Seed venture capital is money invested in a company by private investors at the earliest stages of the company's inception. Such capital is used by start-up companies as a way to fund market research, develop products, or perform some other function crucial to get the business up and running. The investors who provide the seed venture capital can benefit in the future if the company in which they invested grows and becomes successful. These investments are particularly risky but generally require far less capital than investments in companies that are more established.
Private business investment is something that is usually reserved for investors with a great deal of capital who can purchase equity in mid-market companies looking to move up in the business world. There are companies that may be in the opening stages of existence that need the kind of capital that even investors with moderate capital can provide. These companies just need money to get off the ground, and seed venture capital can allow them to do just that.
Whereas other venture capital investments usually take place through investment firms that require a significant minimum contribution from investors, seed venture capital is often done on an individual level. For example, those starting up a company might reach out to family, friends, or other acquaintances in an effort to raise funds. Investors in such cases will have a personal stake in the success of the company as well as their obvious financial concerns.
Since some companies requiring seed venture capital may not have even opened their business to the public, any investment in these companies generally requires a leap of faith from investors. The money they provide might help fund a necessary business expense that the company might not be able to otherwise afford. Still, there is no track record or earnings report for investors to study in such cases, so there is no guarantee that any of their investment capital will ever be returned to them.

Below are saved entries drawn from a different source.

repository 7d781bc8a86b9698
fn main() {
    // Compile the Slint file.
    //
    // The appwindow.slint file is compiled into a Rust file that contains the UI code.
    slint_build::compile("../ui/appwindow.slint").expect("Slint build failed");
}
//! Data model of the test-stand dashboard: channels, readings, plot histories
//! and the random source that drives them. Nothing in here knows about the UI.

pub mod channel;
pub mod config;
pub mod dashboard;
pub mod error;
pub mod history;
pub mod reading;
pub mod source;

pub use channel::{Channel, ChannelKind, DisplayRange};
pub use config::DashboardConfig;
pub use dashboard::{ChannelState, Dashboard, DashboardSharedPointer};
pub use error::{ConfigError, TelemetryError};
pub use history::History;
pub use reading::{Reading, ServoState};
pub use source::{RandomTelemetry, SampleMode, TelemetrySource, TelemetrySourcePointer};
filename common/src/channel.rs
use serde::{Deserialize, Serialize};

/// What a channel measures.
#[derive(Serialize, Deserialize, Clone, Copy, Debug, PartialEq, Eq, Hash)]
#[serde(rename_all = "lowercase")]
pub enum ChannelKind {
    Temperature,
    Pressure,
    Load,
    Servo,
}

impl ChannelKind {
    pub const ALL: [ChannelKind; 4] = [
        ChannelKind::Pressure,
        ChannelKind::Temperature,
        ChannelKind::Load,
        ChannelKind::Servo,
    ];

    /// Human readable name, used as panel heading.
    pub fn label(&self) -> &'static str {
        match self {
            ChannelKind::Temperature => "Temperature",
            ChannelKind::Pressure => "Pressure",
            ChannelKind::Load => "Load",
            ChannelKind::Servo => "Servo",
        }
    }

    /// Unit assumed when a channel does not name one.
    pub fn default_unit(&self) -> &'static str {
        match self {
            ChannelKind::Temperature => "°C",
            ChannelKind::Pressure => "bar",
            ChannelKind::Load => "kN",
            ChannelKind::Servo => "",
        }
    }

    pub fn is_servo(&self) -> bool {
        matches!(self, ChannelKind::Servo)
    }
}

/// The range a rendered value is allowed to occupy.
#[derive(Serialize, Deserialize, Clone, Copy, Debug, PartialEq)]
pub struct DisplayRange {
    pub min: f64,
    pub max: f64,
}

impl Default for DisplayRange {
    fn default() -> Self {
        Self { min: 0.0, max: 1.0 }
    }
}

impl DisplayRange {
    pub const fn new(min: f64, max: f64) -> Self {
        Self { min, max }
    }

    /// Both ends finite, `min < max` and a span that does not overflow.
    pub fn is_valid(&self) -> bool {
        self.min.is_finite() && self.max.is_finite() && self.min < self.max && self.span().is_finite()
    }

    pub fn span(&self) -> f64 {
        self.max - self.min
    }

    pub fn contains(&self, value: f64) -> bool {
        value >= self.min && value <= self.max
    }

    /// Limits `value` to the range. NaN is pinned to the lower end.
    pub fn clamp(&self, value: f64) -> f64 {
        if value.is_nan() {
            return self.min;
        }
        value.max(self.min).min(self.max)
    }

    /// Where `value` sits inside the range, from 0.0 (min) to 1.0 (max).
    pub fn fraction(&self, value: f64) -> f64 {
        if !self.is_valid() {
            return 0.0;
        }
        (self.clamp(value) - self.min) / self.span()
    }
}

/// A named measurement slot on the dashboard.
#[derive(Serialize, Deserialize, Clone, Debug, PartialEq)]
pub struct Channel {
    pub id: String,
    pub title: String,
    pub kind: ChannelKind,

    /// Falls back to [`ChannelKind::default_unit`] when left empty.
    #[serde(default)]
    pub unit: String,

    #[serde(default)]
    pub range: DisplayRange,
}

impl Channel {
    pub fn new(id: impl Into<String>, title: impl Into<String>, kind: ChannelKind, range: DisplayRange) -> Self {
        Self {
            id: id.into(),
            title: title.into(),
            kind,
            unit: kind.default_unit().to_string(),
            range,
        }
    }

    /// A servo valve; its range is the 0..1 plot band of closed/open.
    pub fn servo(id: impl Into<String>, title: impl Into<String>) -> Self {
        Self::new(id, title, ChannelKind::Servo, DisplayRange::default())
    }

    pub fn unit(&self) -> &str {
        if self.unit.is_empty() {
            self.kind.default_unit()
        } else {
            &self.unit
        }
    }
}

#[test]
fn test_clamp_and_fraction() {
    let range = DisplayRange::new(-10.0, 30.0);

    assert_eq!(range.clamp(45.0), 30.0);
    assert_eq!(range.clamp(-20.0), -10.0);
    assert_eq!(range.clamp(f64::NAN), -10.0);
    assert_eq!(range.fraction(10.0), 0.5);
    assert_eq!(range.fraction(100.0), 1.0);
    assert!(range.contains(30.0));
    assert!(!range.contains(30.1));
}

#[test]
fn test_invalid_ranges() {
    assert!(!DisplayRange::new(5.0, 5.0).is_valid());
    assert!(!DisplayRange::new(5.0, 1.0).is_valid());
    assert!(!DisplayRange::new(0.0, f64::INFINITY).is_valid());
    assert!(!DisplayRange::new(-1e308, 1e308).is_valid());
    assert_eq!(DisplayRange::new(5.0, 1.0).fraction(3.0), 0.0);
}

#[test]
fn test_channel_unit_fallback() {
    let json = r#"{ "id": "pt1", "title": "Pressure 1", "kind": "pressure", "range": { "min": 0, "max": 70 } }"#;
    let channel: Channel = serde_json::from_str(json).unwrap();

    assert_eq!(channel.kind, ChannelKind::Pressure);
    assert_eq!(channel.unit(), "bar");

    let servo: Channel = serde_json::from_str(r#"{ "id": "v1", "title": "Main valve", "kind": "servo" }"#).unwrap();
    assert_eq!(servo.range, DisplayRange::default());
    assert_eq!(servo.unit(), "");
}
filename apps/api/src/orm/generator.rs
//! Query generator: prompt, one completion call, sanitized query line.

use std::time::Duration;

use tracing::{debug, info_span, warn, Instrument};
use uuid::Uuid;

use crate::config::Config;
use crate::errors::AppError;
use crate::llm_client::{ChatCompletion, ChatMessage, LlmRequestError};
use crate::orm::prompts::build_orm_prompt;
use crate::orm::sanitize::{check_structure, strip_code_fences};

/// Per-call knobs for `generate_orm`, taken from `Config`.
#[derive(Debug, Clone, Copy)]
pub struct GenerationSettings {
    /// Hard deadline for the provider round trip.
    pub timeout: Duration,
    /// Reject output failing the structural check instead of passing it through.
    pub strict: bool,
}

impl From<&Config> for GenerationSettings {
    fn from(config: &Config) -> Self {
        Self {
            timeout: config.llm_timeout,
            strict: config.strict_orm_output,
        }
    }
}

/// Translates `query` into a single-line `CandidateProfile` query.
///
/// Exactly one completion request is issued and awaited under `settings.timeout`.
/// The reply is stripped of code fences and returned verbatim; off-contract
/// output is logged, and rejected only when `settings.strict` is set.
pub async fn generate_orm(
    query: &str,
    llm: &dyn ChatCompletion,
    settings: GenerationSettings,
) -> Result<String, AppError> {
    let span = info_span!("generate_orm", request_id = %Uuid::new_v4());

    async move {
        let prompt = build_orm_prompt(query);
        debug!(query = %query, prompt_chars = prompt.len(), "Built ORM prompt");

        let messages = [ChatMessage::user(prompt)];
        let raw = tokio::time::timeout(settings.timeout, llm.chat(&messages))
            .await
            .map_err(|_| LlmRequestError::Timeout)??;

        let orm = strip_code_fences(&raw);
        debug!(orm = %orm, "Sanitized LLM output");

        let report = check_structure(&orm);
        if !report.is_clean() {
            warn!(issues = %report, "Generated query failed structural check");
            if settings.strict {
                return Err(AppError::RejectedOutput(report));
            }
        }

        Ok(orm)
    }
    .instrument(span)
    .await
}
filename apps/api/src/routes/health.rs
use axum::Json;
use serde_json::{json, Value};

/// GET /health
/// Returns a simple status object with service version.
pub async fn health_handler() -> Json<Value> {
    Json(json!({
        "status": "ok",
        "version": env!("CARGO_PKG_VERSION"),
        "service": "orm-gen-api"
    }))
}
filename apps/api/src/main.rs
use std::net::SocketAddr;
use std::sync::Arc;

use anyhow::Result;
use tower_http::{cors::CorsLayer, trace::TraceLayer};
use tracing::info;
use tracing_subscriber::{layer::SubscriberExt, util::SubscriberInitExt, EnvFilter};

use orm_gen_api::config::Config;
use orm_gen_api::llm_client::LlmClient;
use orm_gen_api::routes::build_router;
use orm_gen_api::state::AppState;

#[tokio::main]
async fn main() -> Result<()> {
    // Load configuration first (fails on missing required env vars)
    let config = Config::from_env()?;

    // Initialize structured logging
    tracing_subscriber::registry()
        .with(EnvFilter::try_from_default_env().unwrap_or_else(|_| {
            EnvFilter::new(format!(
                "{}={}",
                env!("CARGO_CRATE_NAME").replace('-', "_"),
                &config.rust_log
            ))
        }))
        .with(tracing_subscriber::fmt::layer())
        .init();

    info!("Starting ORM generator API v{}", env!("CARGO_PKG_VERSION"));

    // Initialize LLM client
    let llm = LlmClient::from_config(&config)?;
    info!(
        "LLM client initialized (model: {}, base: {}, timeout: {:?})",
        llm.model(),
        config.ai_api_base_url,
        config.llm_timeout
    );

    let state = AppState {
        llm: Arc::new(llm),
        config: config.clone(),
    };

    let app = build_router(state)
        .layer(TraceLayer::new_for_http())
        .layer(CorsLayer::permissive());

    let addr: SocketAddr = format!("0.0.0.0:{}", config.port).parse()?;
    info!("Listening on {addr}");

    let listener = tokio::net::TcpListener::bind(addr).await?;
    axum::serve(listener, app).await?;

    Ok(())
}
use axum::{
    http::StatusCode,
    response::{IntoResponse, Response},
    Json,
};
use serde_json::json;
use thiserror::Error;

use crate::llm_client::LlmRequestError;
use crate::orm::sanitize::StructureReport;

/// Application-level error type.
/// Implements `IntoResponse` so Axum handlers can return `Result<T, AppError>`.
#[derive(Debug, Error)]
pub enum AppError {
    #[error("Unauthorized")]
    Unauthorized,

    #[error("Validation error: {0}")]
    Validation(String),

    #[error("LLM error: {0}")]
    Llm(#[from] LlmRequestError),

    #[error("LLM output rejected: {0}")]
    RejectedOutput(StructureReport),

    #[error("Internal server error: {0}")]
    Internal(#[from] anyhow::Error),
}

impl IntoResponse for AppError {
    fn into_response(self) -> Response {
        let (status, code, message) = match &self {
            AppError::Unauthorized => (
                StatusCode::UNAUTHORIZED,
                "UNAUTHORIZED",
                "Invalid credentials".to_string(),
            ),
            AppError::Validation(msg) => (StatusCode::BAD_REQUEST, "VALIDATION_ERROR", msg.clone()),
            AppError::Llm(LlmRequestError::Timeout) => {
                tracing::error!("LLM error: deadline exceeded");
                (
                    StatusCode::GATEWAY_TIMEOUT,
                    "LLM_TIMEOUT",
                    "The AI provider did not respond in time".to_string(),
                )
            }
            AppError::Llm(e) => {
                tracing::error!(transient = e.is_transient(), "LLM error: {e}");
                (
                    StatusCode::BAD_GATEWAY,
                    "LLM_ERROR",
                    "An AI processing error occurred".to_string(),
                )
            }
            AppError::RejectedOutput(report) => {
                tracing::error!("LLM output rejected: {report}");
                (
                    StatusCode::BAD_GATEWAY,
                    "LLM_OUTPUT_REJECTED",
                    "The AI provider returned an unusable query".to_string(),
                )
            }
            AppError::Internal(e) => {
                tracing::error!("Internal error: {e:?}");
                (
                    StatusCode::INTERNAL_SERVER_ERROR,
                    "INTERNAL_ERROR",
                    "An internal server error occurred".to_string(),
                )
            }
        };

        let body = Json(json!({
            "error": {
                "code": code,
                "message": message
            }
        }));

        (status, body).into_response()
    }
}
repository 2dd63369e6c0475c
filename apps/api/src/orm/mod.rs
// Natural-language → CandidateProfile query generation.
// All LLM calls go through llm_client; nothing here talks to the provider directly.

pub mod generator;
pub mod handlers;
pub mod prompts;
pub mod sanitize;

The upside to seed venture capital investment for investors is that it generally requires a smaller amount than other types of venture capital or private equity arrangements. For their help with funding, the investors generally get some share of ownership in the nascent business, which is usually determined by the amount of capital they provide. This ownership share can be extremely valuable down the road if the start-up company manages to survive its early stages and becomes established in the industry in which it competes.